Answer with one figure only, the number of lines below in which "summary" occurs.

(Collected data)
* * *
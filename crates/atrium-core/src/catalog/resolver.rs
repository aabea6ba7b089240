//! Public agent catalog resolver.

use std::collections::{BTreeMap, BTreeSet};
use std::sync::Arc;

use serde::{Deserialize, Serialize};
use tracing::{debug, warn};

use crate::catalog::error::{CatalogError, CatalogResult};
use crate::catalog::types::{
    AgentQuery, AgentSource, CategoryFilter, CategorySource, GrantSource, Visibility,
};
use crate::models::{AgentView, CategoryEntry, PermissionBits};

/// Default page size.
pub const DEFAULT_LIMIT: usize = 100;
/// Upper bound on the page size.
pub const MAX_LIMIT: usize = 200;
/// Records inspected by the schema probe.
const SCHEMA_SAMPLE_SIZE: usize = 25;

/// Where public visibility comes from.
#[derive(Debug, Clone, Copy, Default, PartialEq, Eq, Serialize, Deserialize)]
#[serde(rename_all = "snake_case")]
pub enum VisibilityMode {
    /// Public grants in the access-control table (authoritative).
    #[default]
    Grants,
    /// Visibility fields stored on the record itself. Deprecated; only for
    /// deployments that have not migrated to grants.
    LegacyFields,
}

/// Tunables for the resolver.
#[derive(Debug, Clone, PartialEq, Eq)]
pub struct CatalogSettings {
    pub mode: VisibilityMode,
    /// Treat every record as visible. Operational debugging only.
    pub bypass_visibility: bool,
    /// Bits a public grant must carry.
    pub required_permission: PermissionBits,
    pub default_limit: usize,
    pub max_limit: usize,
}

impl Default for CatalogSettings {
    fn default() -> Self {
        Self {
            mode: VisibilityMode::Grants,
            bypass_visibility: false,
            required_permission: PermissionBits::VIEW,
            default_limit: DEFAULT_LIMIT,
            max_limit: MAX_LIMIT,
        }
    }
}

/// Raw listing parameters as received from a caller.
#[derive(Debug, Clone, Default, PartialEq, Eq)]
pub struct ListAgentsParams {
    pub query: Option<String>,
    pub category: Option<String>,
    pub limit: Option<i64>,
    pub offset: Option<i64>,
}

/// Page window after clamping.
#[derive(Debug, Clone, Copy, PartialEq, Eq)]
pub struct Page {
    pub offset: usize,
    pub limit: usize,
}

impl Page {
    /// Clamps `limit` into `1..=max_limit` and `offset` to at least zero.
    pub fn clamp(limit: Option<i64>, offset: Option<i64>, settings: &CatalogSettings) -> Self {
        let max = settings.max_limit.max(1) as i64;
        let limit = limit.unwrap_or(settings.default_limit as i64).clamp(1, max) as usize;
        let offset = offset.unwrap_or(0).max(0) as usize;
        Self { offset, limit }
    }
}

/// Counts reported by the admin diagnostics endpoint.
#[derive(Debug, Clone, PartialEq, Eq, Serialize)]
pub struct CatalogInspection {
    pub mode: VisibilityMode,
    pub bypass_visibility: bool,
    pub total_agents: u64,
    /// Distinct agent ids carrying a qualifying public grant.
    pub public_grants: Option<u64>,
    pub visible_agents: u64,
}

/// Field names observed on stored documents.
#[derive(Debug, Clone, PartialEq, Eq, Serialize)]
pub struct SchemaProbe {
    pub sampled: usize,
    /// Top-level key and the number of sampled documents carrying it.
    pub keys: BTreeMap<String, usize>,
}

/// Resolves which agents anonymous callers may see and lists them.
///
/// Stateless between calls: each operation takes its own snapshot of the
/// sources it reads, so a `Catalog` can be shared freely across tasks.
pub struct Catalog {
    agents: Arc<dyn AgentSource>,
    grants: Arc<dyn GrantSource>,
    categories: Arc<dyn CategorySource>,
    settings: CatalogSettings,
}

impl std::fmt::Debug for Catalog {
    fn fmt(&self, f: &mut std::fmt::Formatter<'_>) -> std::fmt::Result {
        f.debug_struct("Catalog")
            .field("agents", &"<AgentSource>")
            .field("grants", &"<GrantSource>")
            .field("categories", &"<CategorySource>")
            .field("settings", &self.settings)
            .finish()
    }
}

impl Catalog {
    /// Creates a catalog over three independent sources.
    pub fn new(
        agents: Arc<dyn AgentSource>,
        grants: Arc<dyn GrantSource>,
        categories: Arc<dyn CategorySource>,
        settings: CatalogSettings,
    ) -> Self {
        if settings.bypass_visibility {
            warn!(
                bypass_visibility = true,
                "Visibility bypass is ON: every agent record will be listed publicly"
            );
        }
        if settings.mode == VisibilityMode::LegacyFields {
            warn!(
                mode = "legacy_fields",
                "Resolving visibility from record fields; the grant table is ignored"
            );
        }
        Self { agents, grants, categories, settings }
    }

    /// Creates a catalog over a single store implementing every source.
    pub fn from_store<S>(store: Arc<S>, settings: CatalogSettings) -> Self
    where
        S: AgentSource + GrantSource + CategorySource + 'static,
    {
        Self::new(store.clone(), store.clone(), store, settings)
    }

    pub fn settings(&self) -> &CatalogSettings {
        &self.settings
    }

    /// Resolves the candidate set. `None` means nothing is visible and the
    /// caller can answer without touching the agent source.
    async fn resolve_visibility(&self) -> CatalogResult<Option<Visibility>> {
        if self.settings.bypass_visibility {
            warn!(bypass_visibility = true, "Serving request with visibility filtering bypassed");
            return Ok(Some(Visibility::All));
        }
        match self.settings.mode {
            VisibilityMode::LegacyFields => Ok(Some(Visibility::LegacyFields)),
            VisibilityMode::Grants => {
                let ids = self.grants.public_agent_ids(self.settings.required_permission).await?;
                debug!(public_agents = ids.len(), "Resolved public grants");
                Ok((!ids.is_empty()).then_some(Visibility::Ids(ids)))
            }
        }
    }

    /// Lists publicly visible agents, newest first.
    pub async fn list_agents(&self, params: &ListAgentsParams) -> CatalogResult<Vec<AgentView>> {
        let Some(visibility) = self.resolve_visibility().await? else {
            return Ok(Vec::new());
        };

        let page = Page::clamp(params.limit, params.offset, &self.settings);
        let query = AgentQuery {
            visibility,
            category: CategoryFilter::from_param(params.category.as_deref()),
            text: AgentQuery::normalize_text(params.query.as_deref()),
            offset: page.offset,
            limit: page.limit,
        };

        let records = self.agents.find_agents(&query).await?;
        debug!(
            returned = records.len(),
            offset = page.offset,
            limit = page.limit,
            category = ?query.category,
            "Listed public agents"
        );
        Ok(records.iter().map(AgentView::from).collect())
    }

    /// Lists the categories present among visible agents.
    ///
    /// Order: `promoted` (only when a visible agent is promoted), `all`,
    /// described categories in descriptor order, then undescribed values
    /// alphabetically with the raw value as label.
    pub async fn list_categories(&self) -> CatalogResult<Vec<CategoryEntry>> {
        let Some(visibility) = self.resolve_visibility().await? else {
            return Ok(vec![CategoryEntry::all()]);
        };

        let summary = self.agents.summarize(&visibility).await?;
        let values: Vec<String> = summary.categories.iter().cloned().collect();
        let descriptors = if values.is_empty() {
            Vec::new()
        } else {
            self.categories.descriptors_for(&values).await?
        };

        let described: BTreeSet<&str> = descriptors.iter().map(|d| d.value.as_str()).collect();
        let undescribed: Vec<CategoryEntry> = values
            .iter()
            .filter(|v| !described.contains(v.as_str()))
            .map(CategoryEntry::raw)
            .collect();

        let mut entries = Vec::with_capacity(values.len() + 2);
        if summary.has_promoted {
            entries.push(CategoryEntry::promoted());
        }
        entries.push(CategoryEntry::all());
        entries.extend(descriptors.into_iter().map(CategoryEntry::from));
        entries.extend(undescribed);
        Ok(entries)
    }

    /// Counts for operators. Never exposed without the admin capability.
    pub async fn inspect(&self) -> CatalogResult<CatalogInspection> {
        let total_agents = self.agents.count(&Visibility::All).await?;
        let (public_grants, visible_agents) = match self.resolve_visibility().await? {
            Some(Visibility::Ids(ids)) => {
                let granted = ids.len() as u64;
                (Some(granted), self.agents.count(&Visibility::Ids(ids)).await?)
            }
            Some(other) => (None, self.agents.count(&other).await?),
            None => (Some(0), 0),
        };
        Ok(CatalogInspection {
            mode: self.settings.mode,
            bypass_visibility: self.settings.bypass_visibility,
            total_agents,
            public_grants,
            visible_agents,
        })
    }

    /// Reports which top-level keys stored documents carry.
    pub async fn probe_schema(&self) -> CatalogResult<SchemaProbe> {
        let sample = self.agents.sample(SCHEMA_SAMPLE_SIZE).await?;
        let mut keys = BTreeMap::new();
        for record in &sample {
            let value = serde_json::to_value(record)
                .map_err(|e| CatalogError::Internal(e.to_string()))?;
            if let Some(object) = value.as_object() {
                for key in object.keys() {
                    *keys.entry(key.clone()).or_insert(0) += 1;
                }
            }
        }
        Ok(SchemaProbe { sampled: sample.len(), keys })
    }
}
* * *
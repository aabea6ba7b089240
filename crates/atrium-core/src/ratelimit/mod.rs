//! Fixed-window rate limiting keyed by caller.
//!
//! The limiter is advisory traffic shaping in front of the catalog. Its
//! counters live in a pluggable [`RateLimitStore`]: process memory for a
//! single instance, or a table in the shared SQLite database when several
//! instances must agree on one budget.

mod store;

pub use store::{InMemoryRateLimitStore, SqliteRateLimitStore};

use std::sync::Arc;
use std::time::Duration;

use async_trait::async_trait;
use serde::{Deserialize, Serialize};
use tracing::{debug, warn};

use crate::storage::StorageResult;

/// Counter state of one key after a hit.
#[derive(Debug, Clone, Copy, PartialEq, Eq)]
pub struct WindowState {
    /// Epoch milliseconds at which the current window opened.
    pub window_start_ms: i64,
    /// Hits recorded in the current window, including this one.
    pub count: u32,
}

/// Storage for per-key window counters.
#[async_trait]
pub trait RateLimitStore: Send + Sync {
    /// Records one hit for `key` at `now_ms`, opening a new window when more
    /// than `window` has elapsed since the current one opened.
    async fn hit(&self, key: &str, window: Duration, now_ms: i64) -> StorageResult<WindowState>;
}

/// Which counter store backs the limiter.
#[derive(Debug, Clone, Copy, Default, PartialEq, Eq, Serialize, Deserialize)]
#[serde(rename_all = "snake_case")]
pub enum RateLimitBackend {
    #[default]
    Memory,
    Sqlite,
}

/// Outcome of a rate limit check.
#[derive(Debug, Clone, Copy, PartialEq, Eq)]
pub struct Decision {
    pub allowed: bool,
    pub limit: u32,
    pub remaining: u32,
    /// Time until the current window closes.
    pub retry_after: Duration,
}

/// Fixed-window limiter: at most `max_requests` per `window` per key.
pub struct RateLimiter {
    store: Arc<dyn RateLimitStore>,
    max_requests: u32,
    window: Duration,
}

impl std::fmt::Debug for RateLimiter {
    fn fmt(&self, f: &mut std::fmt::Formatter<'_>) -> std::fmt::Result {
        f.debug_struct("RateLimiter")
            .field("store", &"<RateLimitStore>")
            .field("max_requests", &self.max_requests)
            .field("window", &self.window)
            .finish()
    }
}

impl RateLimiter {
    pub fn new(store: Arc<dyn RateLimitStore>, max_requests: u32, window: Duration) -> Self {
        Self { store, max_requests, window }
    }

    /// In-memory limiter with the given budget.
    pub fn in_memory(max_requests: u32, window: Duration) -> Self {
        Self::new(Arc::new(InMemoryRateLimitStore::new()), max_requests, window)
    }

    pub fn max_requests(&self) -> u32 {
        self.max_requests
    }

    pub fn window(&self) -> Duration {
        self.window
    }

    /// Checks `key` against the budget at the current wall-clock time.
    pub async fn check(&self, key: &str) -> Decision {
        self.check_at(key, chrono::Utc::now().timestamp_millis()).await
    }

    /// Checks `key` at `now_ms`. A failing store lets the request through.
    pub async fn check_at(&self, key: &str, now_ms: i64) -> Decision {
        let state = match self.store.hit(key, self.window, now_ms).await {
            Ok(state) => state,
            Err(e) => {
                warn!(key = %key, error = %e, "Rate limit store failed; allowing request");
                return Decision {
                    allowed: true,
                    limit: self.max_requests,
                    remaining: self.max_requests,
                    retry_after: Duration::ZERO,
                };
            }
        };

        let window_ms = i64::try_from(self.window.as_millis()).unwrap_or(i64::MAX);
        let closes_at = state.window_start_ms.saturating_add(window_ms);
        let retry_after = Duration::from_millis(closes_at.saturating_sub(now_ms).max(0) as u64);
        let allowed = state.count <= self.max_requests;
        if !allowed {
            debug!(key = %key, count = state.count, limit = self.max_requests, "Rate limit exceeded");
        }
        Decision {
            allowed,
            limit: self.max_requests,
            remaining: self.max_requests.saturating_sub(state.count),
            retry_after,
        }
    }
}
* * *
- YOUR SOLUTION:
3